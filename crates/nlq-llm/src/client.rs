//! OpenAI-compatible chat completions client.

use std::time::Duration;

use async_trait::async_trait;
use serde::{Deserialize, Serialize};
use tracing::debug;

use nlq_core::{CompletionClient, LlmConfig, NlqError, Result};

#[derive(Serialize)]
struct ChatRequest<'a> {
    model: &'a str,
    messages: Vec<ChatMessage<'a>>,
    temperature: f32,
    max_tokens: u32,
}

#[derive(Serialize)]
struct ChatMessage<'a> {
    role: &'a str,
    content: &'a str,
}

#[derive(Deserialize)]
struct ChatResponse {
    choices: Vec<ChatChoice>,
}

#[derive(Deserialize)]
struct ChatChoice {
    message: ChatChoiceMessage,
}

#[derive(Deserialize)]
struct ChatChoiceMessage {
    content: String,
}

/// HTTP client for an OpenAI-style `/chat/completions` endpoint.
pub struct HttpCompletionClient {
    http: reqwest::Client,
    config: LlmConfig,
}

impl HttpCompletionClient {
    pub fn new(config: LlmConfig) -> Result<Self> {
        let http = reqwest::Client::builder()
            .timeout(Duration::from_secs(config.timeout_secs))
            .build()
            .map_err(|e| NlqError::llm(format!("http client init: {}", e)))?;
        Ok(Self { http, config })
    }
}

#[async_trait]
impl CompletionClient for HttpCompletionClient {
    async fn complete(&self, prompt: &str) -> Result<String> {
        let request = ChatRequest {
            model: &self.config.model,
            messages: vec![ChatMessage {
                role: "user",
                content: prompt,
            }],
            temperature: self.config.temperature,
            max_tokens: self.config.max_tokens,
        };

        let url = format!("{}/chat/completions", self.config.endpoint.trim_end_matches('/'));
        debug!("Completion request to {} ({} chars)", url, prompt.len());

        let response = self
            .http
            .post(&url)
            .bearer_auth(&self.config.api_key)
            .json(&request)
            .send()
            .await
            .map_err(|e| NlqError::llm(format!("completion request failed: {}", e)))?;

        let status = response.status();
        if !status.is_success() {
            let body = response.text().await.unwrap_or_default();
            return Err(NlqError::llm(format!(
                "completion endpoint returned {}: {}",
                status, body
            )));
        }

        let parsed: ChatResponse = response
            .json()
            .await
            .map_err(|e| NlqError::llm(format!("malformed completion response: {}", e)))?;

        let content = parsed
            .choices
            .into_iter()
            .next()
            .map(|c| c.message.content)
            .ok_or_else(|| NlqError::llm("completion response had no choices"))?;

        debug!("Completion response: {} chars", content.len());
        Ok(content)
    }
}
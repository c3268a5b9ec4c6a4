//! nlq-schema - Schema metadata for the target data source
//!
//! Introspects tables, columns, keys, foreign-key relations and sample
//! rows from a live Postgres connection, and serves the resulting
//! snapshot from a TTL cache so repeated questions against the same
//! source perform zero extra round trips.

mod cache;
mod introspect;
mod provider;

pub use cache::TtlCache;
pub use introspect::{PgIntrospector, SchemaIntrospector};
pub use provider::SchemaProvider;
# # #
*Work to be completed*:
Give back the entries above exactly as they are, from their first line through the line that contains "let http = reqwest::Client::builder()", both included, with nothing else.

*Written response*:
filename crates/nlq-llm/src/client.rs
//! OpenAI-compatible chat completions client.

use std::time::Duration;

use async_trait::async_trait;
use serde::{Deserialize, Serialize};
use tracing::debug;

use nlq_core::{CompletionClient, LlmConfig, NlqError, Result};

#[derive(Serialize)]
struct ChatRequest<'a> {
    model: &'a str,
    messages: Vec<ChatMessage<'a>>,
    temperature: f32,
    max_tokens: u32,
}

#[derive(Serialize)]
struct ChatMessage<'a> {
    role: &'a str,
    content: &'a str,
}

#[derive(Deserialize)]
struct ChatResponse {
    choices: Vec<ChatChoice>,
}

#[derive(Deserialize)]
struct ChatChoice {
    message: ChatChoiceMessage,
}

#[derive(Deserialize)]
struct ChatChoiceMessage {
    content: String,
}

/// HTTP client for an OpenAI-style `/chat/completions` endpoint.
pub struct HttpCompletionClient {
    http: reqwest::Client,
    config: LlmConfig,
}

impl HttpCompletionClient {
    pub fn new(config: LlmConfig) -> Result<Self> {
        let http = reqwest::Client::builder()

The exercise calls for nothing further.